Religion and the Results of the Civil War
SAMUEL S. HILL
In 1843, in western New York State, the Wesleyan Methodist Connection of America called itself into being. The provocation was its founding members' disagreements with the Methodist Episcopal church to which they had belonged. One issue was the power and authority of the episcopacy; the new body proceeded at once to designate its leader as president, not bishop.
The more dramatic incentive for their departure was abolitionism. Not that the large parent body sanctioned slavery; rather the M. E. Church was pursuing a gradual, noninterventionist strategy toward freeing the people and dismantling the institution. The Methodists who formed the Connection were caught up in the radical policy of immediate abolition, without regard to what practical disruptions might ensue.

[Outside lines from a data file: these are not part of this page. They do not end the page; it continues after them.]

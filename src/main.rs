use std::path::PathBuf;
use std::process::ExitCode;

use clap::Parser;

use citefmt::{cite, CiteError, SourceFormat};

/// Render a bibtex or RIS citation as a single reference line.
#[derive(Parser, Debug)]
#[command(version, about, long_about = None)]
struct Args {
    /// input citation file; reads the system clipboard when omitted
    input: Option<PathBuf>,

    /// source format override, "bibtex" or "ris"
    format: Option<String>,
}

fn run(args: Args) -> Result<String, CiteError> {
    let explicit = match args.format.as_deref() {
        Some(token) => Some(SourceFormat::from_token(token)?),
        None => None,
    };

    match args.input {
        Some(path) => {
            if !path.exists() {
                return Err(CiteError::FileNotFound(path));
            }
            let content = std::fs::read_to_string(&path)?;
            let extension = path.extension().and_then(|e| e.to_str());
            cite(&content, extension, explicit)
        }
        None => {
            let content = arboard::Clipboard::new()?.get_text()?;
            cite(&content, None, explicit)
        }
    }
}

fn main() -> ExitCode {
    match run(Args::parse()) {
        Ok(line) => {
            println!("{line}");
            ExitCode::SUCCESS
        }
        Err(err) => {
            eprintln!("error: {err}");
            ExitCode::FAILURE
        }
    }
}
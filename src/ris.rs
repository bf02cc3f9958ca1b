//! Tagged line-record (RIS) reader.
//!
//! RIS files carry one field per line as `XX  - value`. Records start at a
//! `TY` tag and end at `ER`. The reader keeps every tag verbatim; which tag
//! feeds which canonical field is decided by the accessors, so a record
//! missing any given field is still a record.

/// One parsed RIS record: the raw tag/value pairs in file order.
#[derive(Debug, Clone, Default, PartialEq, Eq)]
pub struct RisEntry {
    tags: Vec<(String, String)>,
}

impl RisEntry {
    fn add_tag(&mut self, tag: String, value: String) {
        self.tags.push((tag, value));
    }

    /// First value carried by `tag`, if any.
    fn get_tag(&self, tag: &str) -> Option<&str> {
        self.tags
            .iter()
            .find(|(t, _)| t == tag)
            .map(|(_, v)| v.as_str())
    }

    /// Every value carried by `tag`, in file order.
    fn get_all_tags(&self, tag: &str) -> Vec<&str> {
        self.tags
            .iter()
            .filter(|(t, _)| t == tag)
            .map(|(_, v)| v.as_str())
            .collect()
    }

    /// The primary title (`T1`), falling back to `TI`.
    pub fn title(&self) -> Option<&str> {
        self.get_tag("T1").or_else(|| self.get_tag("TI"))
    }

    /// Author names as written, `AU` tags falling back to `A1`.
    pub fn authors(&self) -> Vec<&str> {
        let authors = self.get_all_tags("AU");
        if authors.is_empty() {
            self.get_all_tags("A1")
        } else {
            authors
        }
    }

    /// Publication year (`PY` falling back to `Y1`), with any `/MM/DD`
    /// remainder stripped.
    pub fn year(&self) -> Option<&str> {
        self.get_tag("PY")
            .or_else(|| self.get_tag("Y1"))
            .map(|y| match y.find('/') {
                Some(slash) => &y[..slash],
                None => y,
            })
    }

    /// Journal name: `JO`, then `JF`, then `T2`.
    pub fn journal(&self) -> Option<&str> {
        self.get_tag("JO")
            .or_else(|| self.get_tag("JF"))
            .or_else(|| self.get_tag("T2"))
    }

    pub fn doi(&self) -> Option<&str> {
        self.get_tag("DO")
    }
}

/// Parses RIS text into records.
///
/// Lenient by design: lines that are not well-formed tag lines are skipped,
/// and a trailing record without `ER` is still emitted. Text containing no
/// `TY` tag yields no records.
pub fn parse(input: &str) -> Vec<RisEntry> {
    let mut entries = Vec::new();
    let mut current: Option<RisEntry> = None;

    for line in input.lines() {
        let Some((tag, value)) = parse_line(line) else {
            continue;
        };
        match tag {
            "TY" => {
                if let Some(entry) = current.take() {
                    entries.push(entry);
                }
                current = Some(RisEntry::default());
            }
            "ER" => {
                if let Some(entry) = current.take() {
                    entries.push(entry);
                }
            }
            _ => {
                if let Some(ref mut entry) = current {
                    if !value.is_empty() {
                        entry.add_tag(tag.to_owned(), value.to_owned());
                    }
                }
            }
        }
    }

    if let Some(entry) = current.take() {
        entries.push(entry);
    }

    entries
}

/// Splits one line into tag and value.
///
/// Accepts the standard `XX  - value` form plus the `XX - ` and `XX- `
/// variants seen in the wild. Tags are two uppercase letters or digits.
fn parse_line(line: &str) -> Option<(&str, &str)> {
    if !line.is_ascii() || line.len() < 3 {
        return None;
    }

    let (tag, rest) = line.split_at(2);
    if !tag
        .chars()
        .all(|c| c.is_ascii_uppercase() || c.is_ascii_digit())
    {
        return None;
    }

    let value = rest
        .strip_prefix("  - ")
        .or_else(|| rest.strip_prefix(" - "))
        .or_else(|| rest.strip_prefix("- "));
    match value {
        Some(v) => Some((tag, v.trim())),
        // bare terminator line such as "ER  -"
        None if rest.trim() == "-" => Some((tag, "")),
        None => None,
    }
}

#[cfg(test)]
mod test {
    use super::*;

    #[test]
    fn parses_simple_record() {
        let input = "TY  - JOUR\n\
                     TI  - A Great Paper\n\
                     AU  - Smith, John\n\
                     AU  - Doe, Jane\n\
                     PY  - 2024\n\
                     ER  - ";
        let entries = parse(input);
        assert_eq!(entries.len(), 1);
        let entry = &entries[0];
        assert_eq!(entry.title(), Some("A Great Paper"));
        assert_eq!(entry.authors(), vec!["Smith, John", "Doe, Jane"]);
        assert_eq!(entry.year(), Some("2024"));
        assert_eq!(entry.doi(), None);
    }

    #[test]
    fn primary_title_wins_over_ti() {
        let input = "TY  - JOUR\n\
                     TI  - Secondary\n\
                     T1  - Primary\n\
                     ER  - ";
        let entries = parse(input);
        assert_eq!(entries[0].title(), Some("Primary"));
    }

    #[test]
    fn record_without_title_is_kept() {
        let input = "TY  - JOUR\n\
                     AU  - Doe, Jane\n\
                     PY  - 2019\n\
                     ER  - ";
        let entries = parse(input);
        assert_eq!(entries.len(), 1);
        assert_eq!(entries[0].title(), None);
        assert_eq!(entries[0].authors(), vec!["Doe, Jane"]);
    }

    #[test]
    fn splits_multiple_records() {
        let input = "TY  - JOUR\nTI  - First\nER  -\n\nTY  - BOOK\nTI  - Second\nER  -";
        let entries = parse(input);
        assert_eq!(entries.len(), 2);
        assert_eq!(entries[0].title(), Some("First"));
        assert_eq!(entries[1].title(), Some("Second"));
    }

    #[test]
    fn trailing_record_without_er_is_emitted() {
        let entries = parse("TY  - JOUR\nTI  - Unterminated");
        assert_eq!(entries.len(), 1);
        assert_eq!(entries[0].title(), Some("Unterminated"));
    }

    #[test]
    fn strips_date_remainder_from_year() {
        let entries = parse("TY  - JOUR\nPY  - 2024/03/15\nER  -");
        assert_eq!(entries[0].year(), Some("2024"));
    }

    #[test]
    fn tagless_text_yields_no_records() {
        assert!(parse("just some notes\nwith no tags").is_empty());
    }

    #[test]
    fn malformed_lines_are_skipped() {
        let input = "TY  - JOUR\n\
                     not a tag line\n\
                     TI  - Still Parsed\n\
                     ER  -";
        let entries = parse(input);
        assert_eq!(entries[0].title(), Some("Still Parsed"));
    }
}
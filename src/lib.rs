//! Normalize a bibtex or RIS citation record into a single reference line
//! (using the Typst biblatex crate and a tagged line-record reader for RIS).
//!
//! The pipeline is detect → parse → normalize → render: [`detect::detect`]
//! picks the source format, the matching external parser produces entries
//! (only the first is used), [`Reference`] reshapes its fields into the
//! canonical record, and its `Display` impl renders
//! `Author (Year). Title. Journal, DOI`.

use biblatex::Bibliography;

pub mod detect;
mod error;
mod record;
pub mod ris;

pub use detect::SourceFormat;
pub use error::CiteError;
pub use record::Reference;

/// Turns raw citation text into the rendered reference line.
///
/// `extension` is the input file's extension, if any; `explicit` overrides
/// detection entirely when given. Only the first entry of a multi-entry
/// source is used; a source with no entries at all is an error.
pub fn cite(
    content: &str,
    extension: Option<&str>,
    explicit: Option<SourceFormat>,
) -> Result<String, CiteError> {
    let format = detect::detect(explicit, extension, Some(content))?;

    let reference = match format {
        SourceFormat::Bibtex => {
            let bibliography = Bibliography::parse(content).map_err(CiteError::Bibtex)?;
            let entry = bibliography.iter().next().ok_or(CiteError::EmptySource)?;
            Reference::from_bibtex(entry)?
        }
        SourceFormat::Ris => {
            let entries = ris::parse(content);
            let entry = entries.first().ok_or(CiteError::EmptySource)?;
            Reference::from_ris(entry)?
        }
    };

    Ok(reference.to_string())
}
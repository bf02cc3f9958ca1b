use crate::error::CiteError;

/// The two citation interchange formats the tool understands.
///
/// Matching on this is deliberately exhaustive so a third format cannot be
/// added without touching every dispatch site.
#[derive(Debug, Clone, Copy, PartialEq, Eq)]
pub enum SourceFormat {
    Bibtex,
    Ris,
}

impl SourceFormat {
    /// Parses the explicit format token accepted on the command line.
    ///
    /// Matches are exact and case-sensitive; anything other than `bibtex` or
    /// `ris` is rejected.
    pub fn from_token(token: &str) -> Result<Self, CiteError> {
        match token {
            "bibtex" => Ok(SourceFormat::Bibtex),
            "ris" => Ok(SourceFormat::Ris),
            other => Err(CiteError::UnrecognizedFormat(other.to_owned())),
        }
    }
}

/// Resolves which format the input uses.
///
/// Precedence: an explicit format always wins and is never validated against
/// the content; next a `bib`/`ris` file extension; finally content sniffing.
/// Sniffing strips leading spaces and newlines, then classifies as bibtex if
/// the first line contains `@` or `{`, or as RIS if the text starts with
/// `TY`.
pub fn detect(
    explicit: Option<SourceFormat>,
    extension: Option<&str>,
    content: Option<&str>,
) -> Result<SourceFormat, CiteError> {
    if let Some(format) = explicit {
        return Ok(format);
    }

    match extension {
        Some("bib") => return Ok(SourceFormat::Bibtex),
        Some("ris") => return Ok(SourceFormat::Ris),
        _ => {}
    }

    if let Some(content) = content {
        let stripped = content.trim_start_matches([' ', '\n']);
        let first_line = stripped.lines().next().unwrap_or("");
        if first_line.contains('@') || first_line.contains('{') {
            return Ok(SourceFormat::Bibtex);
        }
        if stripped.starts_with("TY") {
            return Ok(SourceFormat::Ris);
        }
    }

    match extension {
        Some(ext) => Err(CiteError::UnknownFileFormat(ext.to_owned())),
        None => Err(CiteError::UnknownClipboardFormat),
    }
}
//! # Memory Match Server
//!
//! Server-authoritative, turn-based memory matching game played over
//! WebSocket.
//!
//! ## Architecture
//!
//! ```text
//! ┌─────────────────────────────────────────────────────────────┐
//! │                    MEMORY MATCH SERVER                       │
//! ├─────────────────────────────────────────────────────────────┤
//! │  core/           - Deterministic primitives                  │
//! │  └── rng.rs      - Seeded Xorshift128+ PRNG, deal seeds      │
//! │                                                              │
//! │  game/           - Game logic (no I/O)                       │
//! │  ├── state.rs    - Cards, players, match state, snapshots    │
//! │  ├── deck.rs     - Shuffled deck generation                  │
//! │  ├── roster.rs   - Seats and turn order                      │
//! │  ├── intent.rs   - Requests from connections                 │
//! │  └── transition.rs - Rules: join, flip, reset, leave         │
//! │                                                              │
//! │  network/        - Networking                                │
//! │  ├── server.rs   - WebSocket server                          │
//! │  ├── protocol.rs - Message types                             │
//! │  ├── session.rs  - Match session and mismatch timer          │
//! │  ├── broadcast.rs- Per-connection outbound queues            │
//! │  └── config.rs   - Environment configuration                 │
//! └─────────────────────────────────────────────────────────────┘
//! ```
//!
//! ## Deals
//!
//! Every deal is shuffled from a seed derived from the match id and the
//! round number, so any board can be reproduced from its log line.

#![warn(missing_docs)]
#![warn(clippy::all)]
#![deny(unsafe_code)]

pub mod core;
pub mod game;
pub mod network;

// Re-export commonly used types
pub use core::rng::DeterministicRng;
pub use game::state::{ConnectionId, MatchState, StateSnapshot};
pub use game::transition::MatchConfig;
pub use network::{GameServer, ServerConfig};

/// Crate version
pub const VERSION: &str = env!("CARGO_PKG_VERSION");

/// Default listen port
pub const DEFAULT_PORT: u16 = 3000;

/// Moves kept in each snapshot's history
pub const DEFAULT_HISTORY_LIMIT: usize = 20;

/// How long a mismatched pair stays face-up (ms)
pub const DEFAULT_MISMATCH_DELAY_MS: u64 = 1000;

/// Concurrent connection cap
pub const DEFAULT_MAX_CONNECTIONS: usize = 256;
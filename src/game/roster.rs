//! Player Roster
//!
//! Seated players in turn order. Seat order is join order.

use crate::game::state::{ConnectionId, Player};

/// Seated players, in turn order.
#[derive(Clone, Debug, Default, PartialEq, Eq)]
pub struct Roster {
    players: Vec<Player>,
}

impl Roster {
    /// Create an empty roster.
    pub fn new() -> Self {
        Self::default()
    }

    /// Seat a player at the end of the turn order.
    ///
    /// Returns `None` without changing anything if the connection is already
    /// seated or the name is blank once trimmed.
    pub fn add(&mut self, id: ConnectionId, name: &str) -> Option<&Player> {
        let name = name.trim();
        if name.is_empty() || self.contains(&id) {
            return None;
        }

        self.players.push(Player {
            id,
            name: name.to_string(),
            score: 0,
        });
        self.players.last()
    }

    /// Unseat a player, returning it if it was seated.
    pub fn remove(&mut self, id: &ConnectionId) -> Option<Player> {
        let index = self.position(id)?;
        Some(self.players.remove(index))
    }

    /// Whether the connection holds a seat.
    pub fn contains(&self, id: &ConnectionId) -> bool {
        self.position(id).is_some()
    }

    /// Seat index of a connection.
    pub fn position(&self, id: &ConnectionId) -> Option<usize> {
        self.players.iter().position(|p| p.id == *id)
    }

    /// Player at a seat.
    pub fn get(&self, index: usize) -> Option<&Player> {
        self.players.get(index)
    }

    /// Mutable player at a seat.
    pub fn get_mut(&mut self, index: usize) -> Option<&mut Player> {
        self.players.get_mut(index)
    }

    /// Players in turn order.
    pub fn players(&self) -> &[Player] {
        &self.players
    }

    /// Number of seated players.
    pub fn len(&self) -> usize {
        self.players.len()
    }

    /// Whether nobody is seated.
    pub fn is_empty(&self) -> bool {
        self.players.is_empty()
    }

    /// Zero every score.
    pub fn reset_scores(&mut self) {
        for player in &mut self.players {
            player.score = 0;
        }
    }

    /// Sum of all scores.
    pub fn total_score(&self) -> u32 {
        self.players.iter().map(|p| p.score).sum()
    }
}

A report of schismatic church behavior in antebellum America hardly startles us (especially in upstate New York). 1 The question for highlighting now and treating later is: What was the impact of the Civil War on this come- outer band of radical Methodists? Accordingly, the hypothesis of this paper is that the war led to a great many more, and more complex, changes than abolition and emancipation. Indeed, it wrought changes as dramatic as the churches' agendas, their sense of their missions; when that happens, the changes are basic, perhaps radical. In this one, apparently easy-to-read setting, what impact did the Civil War make? Or, turning the issue another way, we ask: was such a religious group's forthright behavior before the war matched by comparable behavior after it?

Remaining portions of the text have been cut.